### TASK DETAILS
Exact reproduction required: the lines below from the line with "S: ProgressSink +" to the line with "failures = 0;", both ends included, and no others.
─── DATA PROVIDED ───
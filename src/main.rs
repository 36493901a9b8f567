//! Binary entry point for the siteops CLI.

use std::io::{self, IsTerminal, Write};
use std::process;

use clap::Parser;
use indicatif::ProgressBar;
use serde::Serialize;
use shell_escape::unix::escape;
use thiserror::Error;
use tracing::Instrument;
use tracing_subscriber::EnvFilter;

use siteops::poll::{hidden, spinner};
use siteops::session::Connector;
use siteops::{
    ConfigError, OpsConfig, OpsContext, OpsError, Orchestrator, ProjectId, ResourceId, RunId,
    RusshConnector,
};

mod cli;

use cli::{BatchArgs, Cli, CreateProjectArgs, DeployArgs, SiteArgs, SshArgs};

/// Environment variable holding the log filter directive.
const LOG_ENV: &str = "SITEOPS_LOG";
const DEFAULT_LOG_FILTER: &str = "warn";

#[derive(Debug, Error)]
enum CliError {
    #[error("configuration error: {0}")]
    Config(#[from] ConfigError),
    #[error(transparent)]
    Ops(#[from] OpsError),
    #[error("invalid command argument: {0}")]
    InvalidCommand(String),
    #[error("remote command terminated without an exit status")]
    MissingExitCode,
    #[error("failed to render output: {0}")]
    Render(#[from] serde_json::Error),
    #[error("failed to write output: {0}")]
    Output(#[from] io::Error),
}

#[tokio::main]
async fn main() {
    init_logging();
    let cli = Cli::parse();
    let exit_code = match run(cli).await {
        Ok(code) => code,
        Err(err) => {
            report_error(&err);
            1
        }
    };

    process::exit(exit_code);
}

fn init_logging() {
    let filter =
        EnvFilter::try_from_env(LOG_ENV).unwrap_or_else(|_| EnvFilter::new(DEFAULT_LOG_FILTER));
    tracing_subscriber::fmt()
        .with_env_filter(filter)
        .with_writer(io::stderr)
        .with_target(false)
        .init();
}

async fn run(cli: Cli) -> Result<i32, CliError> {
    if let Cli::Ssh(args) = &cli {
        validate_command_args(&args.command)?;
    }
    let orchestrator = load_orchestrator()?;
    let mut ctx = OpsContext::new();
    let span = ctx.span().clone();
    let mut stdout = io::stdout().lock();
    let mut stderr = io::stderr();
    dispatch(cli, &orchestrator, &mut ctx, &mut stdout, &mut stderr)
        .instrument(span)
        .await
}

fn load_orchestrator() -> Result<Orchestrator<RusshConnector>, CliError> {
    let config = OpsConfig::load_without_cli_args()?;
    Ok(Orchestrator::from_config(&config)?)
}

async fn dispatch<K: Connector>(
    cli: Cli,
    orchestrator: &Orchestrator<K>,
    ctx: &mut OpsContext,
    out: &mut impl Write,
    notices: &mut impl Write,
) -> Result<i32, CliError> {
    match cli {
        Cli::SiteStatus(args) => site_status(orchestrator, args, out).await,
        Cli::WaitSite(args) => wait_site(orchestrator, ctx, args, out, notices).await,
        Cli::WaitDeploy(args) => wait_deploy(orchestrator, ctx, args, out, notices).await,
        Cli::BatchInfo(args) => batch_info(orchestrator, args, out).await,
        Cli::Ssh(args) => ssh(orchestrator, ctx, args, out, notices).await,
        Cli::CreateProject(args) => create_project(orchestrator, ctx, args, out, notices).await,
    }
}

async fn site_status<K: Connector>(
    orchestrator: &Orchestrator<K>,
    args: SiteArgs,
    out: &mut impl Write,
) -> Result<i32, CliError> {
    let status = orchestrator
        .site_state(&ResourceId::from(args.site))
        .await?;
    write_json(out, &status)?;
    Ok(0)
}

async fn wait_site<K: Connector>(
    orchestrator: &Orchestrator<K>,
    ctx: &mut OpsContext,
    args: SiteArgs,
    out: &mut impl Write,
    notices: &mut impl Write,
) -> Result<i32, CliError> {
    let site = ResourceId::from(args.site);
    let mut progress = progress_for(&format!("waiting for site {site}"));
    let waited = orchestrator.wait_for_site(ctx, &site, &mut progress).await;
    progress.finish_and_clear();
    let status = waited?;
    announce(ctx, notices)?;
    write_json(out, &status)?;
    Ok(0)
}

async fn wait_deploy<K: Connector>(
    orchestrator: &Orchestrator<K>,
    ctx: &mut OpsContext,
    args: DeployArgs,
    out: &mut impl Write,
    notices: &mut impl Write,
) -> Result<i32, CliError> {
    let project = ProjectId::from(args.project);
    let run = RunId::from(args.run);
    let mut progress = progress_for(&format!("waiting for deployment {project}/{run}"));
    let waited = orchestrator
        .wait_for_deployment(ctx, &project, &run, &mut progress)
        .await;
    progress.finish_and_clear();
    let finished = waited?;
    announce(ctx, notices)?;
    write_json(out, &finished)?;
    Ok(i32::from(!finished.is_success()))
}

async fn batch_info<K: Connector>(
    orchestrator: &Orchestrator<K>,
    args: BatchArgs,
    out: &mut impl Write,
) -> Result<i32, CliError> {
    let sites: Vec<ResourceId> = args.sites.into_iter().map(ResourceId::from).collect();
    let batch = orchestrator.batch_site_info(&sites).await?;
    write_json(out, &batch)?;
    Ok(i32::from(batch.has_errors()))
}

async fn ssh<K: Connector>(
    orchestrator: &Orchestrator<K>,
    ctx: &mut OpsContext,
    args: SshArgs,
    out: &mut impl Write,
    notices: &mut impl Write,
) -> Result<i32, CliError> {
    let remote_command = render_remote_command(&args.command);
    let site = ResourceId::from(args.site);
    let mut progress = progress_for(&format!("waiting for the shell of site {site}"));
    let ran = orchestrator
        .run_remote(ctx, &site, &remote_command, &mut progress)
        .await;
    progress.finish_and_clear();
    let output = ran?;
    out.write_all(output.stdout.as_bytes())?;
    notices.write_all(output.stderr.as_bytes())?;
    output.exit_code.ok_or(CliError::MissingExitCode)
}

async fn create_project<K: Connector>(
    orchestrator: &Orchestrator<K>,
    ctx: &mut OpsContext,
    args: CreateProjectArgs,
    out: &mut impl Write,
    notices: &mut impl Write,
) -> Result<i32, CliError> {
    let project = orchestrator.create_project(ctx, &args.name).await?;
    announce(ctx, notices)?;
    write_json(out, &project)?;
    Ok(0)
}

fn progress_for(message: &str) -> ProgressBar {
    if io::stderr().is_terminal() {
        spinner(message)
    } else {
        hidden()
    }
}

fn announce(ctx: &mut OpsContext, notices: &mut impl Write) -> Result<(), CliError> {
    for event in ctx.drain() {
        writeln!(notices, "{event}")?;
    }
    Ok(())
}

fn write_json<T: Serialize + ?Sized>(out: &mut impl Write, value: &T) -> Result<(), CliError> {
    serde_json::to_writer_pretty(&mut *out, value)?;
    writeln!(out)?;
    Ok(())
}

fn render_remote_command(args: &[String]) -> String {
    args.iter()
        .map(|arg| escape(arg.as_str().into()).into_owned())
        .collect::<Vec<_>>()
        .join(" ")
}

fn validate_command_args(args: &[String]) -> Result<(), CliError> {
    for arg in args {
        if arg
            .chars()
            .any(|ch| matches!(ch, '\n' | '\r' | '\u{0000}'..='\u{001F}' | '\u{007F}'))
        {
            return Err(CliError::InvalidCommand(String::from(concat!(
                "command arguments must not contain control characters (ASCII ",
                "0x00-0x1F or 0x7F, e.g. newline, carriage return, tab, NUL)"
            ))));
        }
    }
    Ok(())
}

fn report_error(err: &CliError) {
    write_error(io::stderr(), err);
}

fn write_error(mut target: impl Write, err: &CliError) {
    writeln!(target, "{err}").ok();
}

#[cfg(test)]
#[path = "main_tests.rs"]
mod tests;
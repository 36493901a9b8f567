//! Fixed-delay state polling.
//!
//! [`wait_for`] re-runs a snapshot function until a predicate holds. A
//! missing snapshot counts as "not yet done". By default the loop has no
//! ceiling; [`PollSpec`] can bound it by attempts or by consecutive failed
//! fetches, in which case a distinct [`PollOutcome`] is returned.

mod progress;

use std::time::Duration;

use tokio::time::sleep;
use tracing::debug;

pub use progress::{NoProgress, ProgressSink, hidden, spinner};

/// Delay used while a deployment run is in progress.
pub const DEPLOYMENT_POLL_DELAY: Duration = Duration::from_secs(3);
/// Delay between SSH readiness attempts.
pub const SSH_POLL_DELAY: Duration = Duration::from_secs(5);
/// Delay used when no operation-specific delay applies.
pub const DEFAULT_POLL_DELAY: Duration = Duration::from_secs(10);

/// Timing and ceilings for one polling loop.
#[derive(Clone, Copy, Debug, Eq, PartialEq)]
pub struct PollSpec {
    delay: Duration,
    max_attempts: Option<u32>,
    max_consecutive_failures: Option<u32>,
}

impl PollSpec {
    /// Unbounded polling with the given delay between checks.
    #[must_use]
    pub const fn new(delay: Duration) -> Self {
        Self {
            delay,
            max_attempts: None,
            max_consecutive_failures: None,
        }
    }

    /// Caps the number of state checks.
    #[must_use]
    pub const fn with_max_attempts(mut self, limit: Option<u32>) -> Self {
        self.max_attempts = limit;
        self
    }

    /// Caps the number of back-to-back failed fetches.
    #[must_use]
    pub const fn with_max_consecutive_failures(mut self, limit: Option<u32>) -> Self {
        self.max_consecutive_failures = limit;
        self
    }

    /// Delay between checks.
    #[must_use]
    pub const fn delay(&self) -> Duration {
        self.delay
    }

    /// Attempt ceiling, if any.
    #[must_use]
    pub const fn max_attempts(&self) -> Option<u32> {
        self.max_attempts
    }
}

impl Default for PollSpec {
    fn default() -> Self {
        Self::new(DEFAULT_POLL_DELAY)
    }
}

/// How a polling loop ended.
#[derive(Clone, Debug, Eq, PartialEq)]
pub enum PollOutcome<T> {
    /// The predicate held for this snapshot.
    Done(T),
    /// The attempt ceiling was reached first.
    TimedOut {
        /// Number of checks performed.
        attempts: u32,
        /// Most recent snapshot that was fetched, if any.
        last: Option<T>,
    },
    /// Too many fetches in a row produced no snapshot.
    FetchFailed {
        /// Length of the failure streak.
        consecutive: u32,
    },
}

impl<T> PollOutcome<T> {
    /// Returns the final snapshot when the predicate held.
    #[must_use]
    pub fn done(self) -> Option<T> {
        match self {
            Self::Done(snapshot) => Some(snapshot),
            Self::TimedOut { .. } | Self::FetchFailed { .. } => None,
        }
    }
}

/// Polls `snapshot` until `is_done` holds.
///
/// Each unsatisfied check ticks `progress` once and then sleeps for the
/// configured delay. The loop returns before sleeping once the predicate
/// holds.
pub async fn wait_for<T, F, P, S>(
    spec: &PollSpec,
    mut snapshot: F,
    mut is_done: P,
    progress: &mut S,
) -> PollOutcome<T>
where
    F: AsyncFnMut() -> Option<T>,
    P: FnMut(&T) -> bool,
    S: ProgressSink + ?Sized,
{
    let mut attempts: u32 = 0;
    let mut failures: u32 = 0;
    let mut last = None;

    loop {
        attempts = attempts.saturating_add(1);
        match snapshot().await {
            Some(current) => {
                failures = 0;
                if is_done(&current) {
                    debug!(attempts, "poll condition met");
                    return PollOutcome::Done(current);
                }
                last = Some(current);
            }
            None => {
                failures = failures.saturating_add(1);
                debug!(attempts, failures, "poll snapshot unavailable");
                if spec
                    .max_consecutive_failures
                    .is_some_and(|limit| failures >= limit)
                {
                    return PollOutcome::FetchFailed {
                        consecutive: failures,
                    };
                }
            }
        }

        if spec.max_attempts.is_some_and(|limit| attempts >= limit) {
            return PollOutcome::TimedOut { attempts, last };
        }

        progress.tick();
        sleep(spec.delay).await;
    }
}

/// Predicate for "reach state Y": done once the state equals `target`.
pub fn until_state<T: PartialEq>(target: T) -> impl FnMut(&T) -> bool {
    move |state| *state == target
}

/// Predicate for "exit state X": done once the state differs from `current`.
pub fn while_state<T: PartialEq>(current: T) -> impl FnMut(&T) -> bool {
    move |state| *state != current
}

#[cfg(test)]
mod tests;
───
### RESPONSE AREA
    S: ProgressSink + ?Sized,
{
    let mut attempts: u32 = 0;
    let mut failures: u32 = 0;
    let mut last = None;

    loop {
        attempts = attempts.saturating_add(1);
        match snapshot().await {
            Some(current) => {
                failures = 0;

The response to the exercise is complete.